▶ [DATA TO USE]
========

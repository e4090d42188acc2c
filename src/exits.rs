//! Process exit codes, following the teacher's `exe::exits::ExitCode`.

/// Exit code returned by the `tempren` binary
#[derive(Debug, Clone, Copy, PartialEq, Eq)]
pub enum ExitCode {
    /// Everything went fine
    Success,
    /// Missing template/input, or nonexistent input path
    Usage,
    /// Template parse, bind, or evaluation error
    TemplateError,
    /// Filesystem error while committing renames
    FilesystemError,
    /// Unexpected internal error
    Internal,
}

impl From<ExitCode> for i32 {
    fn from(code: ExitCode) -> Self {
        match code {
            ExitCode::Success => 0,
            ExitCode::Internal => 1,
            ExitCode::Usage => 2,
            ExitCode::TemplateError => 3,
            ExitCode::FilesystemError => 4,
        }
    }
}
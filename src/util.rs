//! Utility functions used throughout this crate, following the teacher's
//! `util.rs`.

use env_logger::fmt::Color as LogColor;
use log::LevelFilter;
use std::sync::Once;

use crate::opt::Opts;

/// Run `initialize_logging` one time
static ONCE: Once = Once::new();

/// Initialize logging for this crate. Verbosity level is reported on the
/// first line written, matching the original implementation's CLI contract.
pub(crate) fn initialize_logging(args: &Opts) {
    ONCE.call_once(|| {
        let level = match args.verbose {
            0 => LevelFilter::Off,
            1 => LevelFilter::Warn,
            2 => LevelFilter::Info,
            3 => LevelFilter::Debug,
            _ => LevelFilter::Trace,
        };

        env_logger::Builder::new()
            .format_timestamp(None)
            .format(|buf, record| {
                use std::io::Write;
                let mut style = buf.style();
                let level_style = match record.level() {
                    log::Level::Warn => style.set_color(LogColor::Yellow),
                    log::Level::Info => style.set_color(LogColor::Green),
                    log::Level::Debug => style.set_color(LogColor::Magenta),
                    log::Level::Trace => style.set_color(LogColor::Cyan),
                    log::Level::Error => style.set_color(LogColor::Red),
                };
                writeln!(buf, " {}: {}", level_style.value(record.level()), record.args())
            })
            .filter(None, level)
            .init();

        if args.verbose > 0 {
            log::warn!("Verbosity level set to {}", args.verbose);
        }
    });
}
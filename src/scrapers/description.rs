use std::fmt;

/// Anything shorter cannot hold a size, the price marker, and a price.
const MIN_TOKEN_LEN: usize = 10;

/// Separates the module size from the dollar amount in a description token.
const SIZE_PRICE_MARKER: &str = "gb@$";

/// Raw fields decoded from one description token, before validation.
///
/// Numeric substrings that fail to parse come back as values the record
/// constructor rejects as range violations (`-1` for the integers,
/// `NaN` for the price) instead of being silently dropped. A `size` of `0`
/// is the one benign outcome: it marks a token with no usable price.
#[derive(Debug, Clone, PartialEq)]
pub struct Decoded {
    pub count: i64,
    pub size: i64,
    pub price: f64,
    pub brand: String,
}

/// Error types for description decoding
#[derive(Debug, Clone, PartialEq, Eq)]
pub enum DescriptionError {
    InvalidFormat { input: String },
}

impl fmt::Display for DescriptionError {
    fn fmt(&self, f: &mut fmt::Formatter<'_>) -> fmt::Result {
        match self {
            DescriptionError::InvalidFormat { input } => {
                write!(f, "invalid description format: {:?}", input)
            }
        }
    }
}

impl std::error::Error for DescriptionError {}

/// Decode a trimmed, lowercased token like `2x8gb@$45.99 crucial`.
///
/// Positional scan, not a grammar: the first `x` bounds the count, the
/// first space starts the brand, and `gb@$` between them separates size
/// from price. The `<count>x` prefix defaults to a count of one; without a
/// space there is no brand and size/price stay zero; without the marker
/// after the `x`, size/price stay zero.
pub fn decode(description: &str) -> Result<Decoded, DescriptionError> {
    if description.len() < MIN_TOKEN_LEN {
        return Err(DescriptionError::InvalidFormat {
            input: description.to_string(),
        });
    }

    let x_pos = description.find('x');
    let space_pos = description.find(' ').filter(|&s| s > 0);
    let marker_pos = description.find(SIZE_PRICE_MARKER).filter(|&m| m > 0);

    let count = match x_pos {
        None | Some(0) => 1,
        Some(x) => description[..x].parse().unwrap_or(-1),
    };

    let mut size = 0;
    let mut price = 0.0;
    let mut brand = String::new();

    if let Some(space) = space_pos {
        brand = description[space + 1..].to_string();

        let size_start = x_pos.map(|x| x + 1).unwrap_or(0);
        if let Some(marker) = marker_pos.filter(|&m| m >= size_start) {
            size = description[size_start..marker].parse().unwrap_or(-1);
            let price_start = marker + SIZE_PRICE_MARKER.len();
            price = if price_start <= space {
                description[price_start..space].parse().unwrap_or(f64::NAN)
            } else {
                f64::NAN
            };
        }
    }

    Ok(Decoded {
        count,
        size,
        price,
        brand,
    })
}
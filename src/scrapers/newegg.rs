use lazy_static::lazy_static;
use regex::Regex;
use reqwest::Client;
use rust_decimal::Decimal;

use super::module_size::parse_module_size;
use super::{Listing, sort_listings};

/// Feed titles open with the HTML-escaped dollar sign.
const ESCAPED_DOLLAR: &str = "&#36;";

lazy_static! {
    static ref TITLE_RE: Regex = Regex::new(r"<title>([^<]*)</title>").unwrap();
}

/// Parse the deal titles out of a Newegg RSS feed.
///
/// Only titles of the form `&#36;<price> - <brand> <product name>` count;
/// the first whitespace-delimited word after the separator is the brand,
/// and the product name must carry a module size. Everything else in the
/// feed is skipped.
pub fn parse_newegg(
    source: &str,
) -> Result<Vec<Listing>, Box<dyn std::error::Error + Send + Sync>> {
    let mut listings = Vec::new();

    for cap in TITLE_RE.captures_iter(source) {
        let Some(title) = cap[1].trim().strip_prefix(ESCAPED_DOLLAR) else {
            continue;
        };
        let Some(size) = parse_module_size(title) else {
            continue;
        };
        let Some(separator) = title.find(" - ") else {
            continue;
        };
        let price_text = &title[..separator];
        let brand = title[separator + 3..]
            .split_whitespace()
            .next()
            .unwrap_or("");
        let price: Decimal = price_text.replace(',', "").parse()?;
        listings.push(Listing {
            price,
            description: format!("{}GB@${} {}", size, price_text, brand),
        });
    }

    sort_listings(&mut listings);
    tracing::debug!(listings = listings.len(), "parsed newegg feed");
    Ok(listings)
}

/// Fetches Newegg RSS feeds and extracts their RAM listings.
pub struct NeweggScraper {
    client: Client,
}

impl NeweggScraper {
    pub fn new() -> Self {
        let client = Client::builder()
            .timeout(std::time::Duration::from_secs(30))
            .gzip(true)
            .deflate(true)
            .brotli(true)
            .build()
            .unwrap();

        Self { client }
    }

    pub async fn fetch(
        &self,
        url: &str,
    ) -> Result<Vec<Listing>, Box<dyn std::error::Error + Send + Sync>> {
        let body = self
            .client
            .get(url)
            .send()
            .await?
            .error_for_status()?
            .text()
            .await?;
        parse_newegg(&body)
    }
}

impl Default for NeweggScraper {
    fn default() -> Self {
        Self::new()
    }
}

========

▶ [TASK REQUIREMENTS] One stretch of the lines above is wanted, from the line that contains "let mut price = 0.0;" through the line that contains "let Some(size) = parse_module_size(title)". Output it exactly.

▶ [RESPONSE AREA]
    let mut price = 0.0;
    let mut brand = String::new();

    if let Some(space) = space_pos {
        brand = description[space + 1..].to_string();

        let size_start = x_pos.map(|x| x + 1).unwrap_or(0);
        if let Some(marker) = marker_pos.filter(|&m| m >= size_start) {
            size = description[size_start..marker].parse().unwrap_or(-1);
            let price_start = marker + SIZE_PRICE_MARKER.len();
            price = if price_start <= space {
                description[price_start..space].parse().unwrap_or(f64::NAN)
            } else {
                f64::NAN
            };
        }
    }

    Ok(Decoded {
        count,
        size,
        price,
        brand,
    })
}
filename src/scrapers/newegg.rs
use lazy_static::lazy_static;
use regex::Regex;
use reqwest::Client;
use rust_decimal::Decimal;

use super::module_size::parse_module_size;
use super::{Listing, sort_listings};

/// Feed titles open with the HTML-escaped dollar sign.
const ESCAPED_DOLLAR: &str = "&#36;";

lazy_static! {
    static ref TITLE_RE: Regex = Regex::new(r"<title>([^<]*)</title>").unwrap();
}

/// Parse the deal titles out of a Newegg RSS feed.
///
/// Only titles of the form `&#36;<price> - <brand> <product name>` count;
/// the first whitespace-delimited word after the separator is the brand,
/// and the product name must carry a module size. Everything else in the
/// feed is skipped.
pub fn parse_newegg(
    source: &str,
) -> Result<Vec<Listing>, Box<dyn std::error::Error + Send + Sync>> {
    let mut listings = Vec::new();

    for cap in TITLE_RE.captures_iter(source) {
        let Some(title) = cap[1].trim().strip_prefix(ESCAPED_DOLLAR) else {
            continue;
        };
        let Some(size) = parse_module_size(title) else {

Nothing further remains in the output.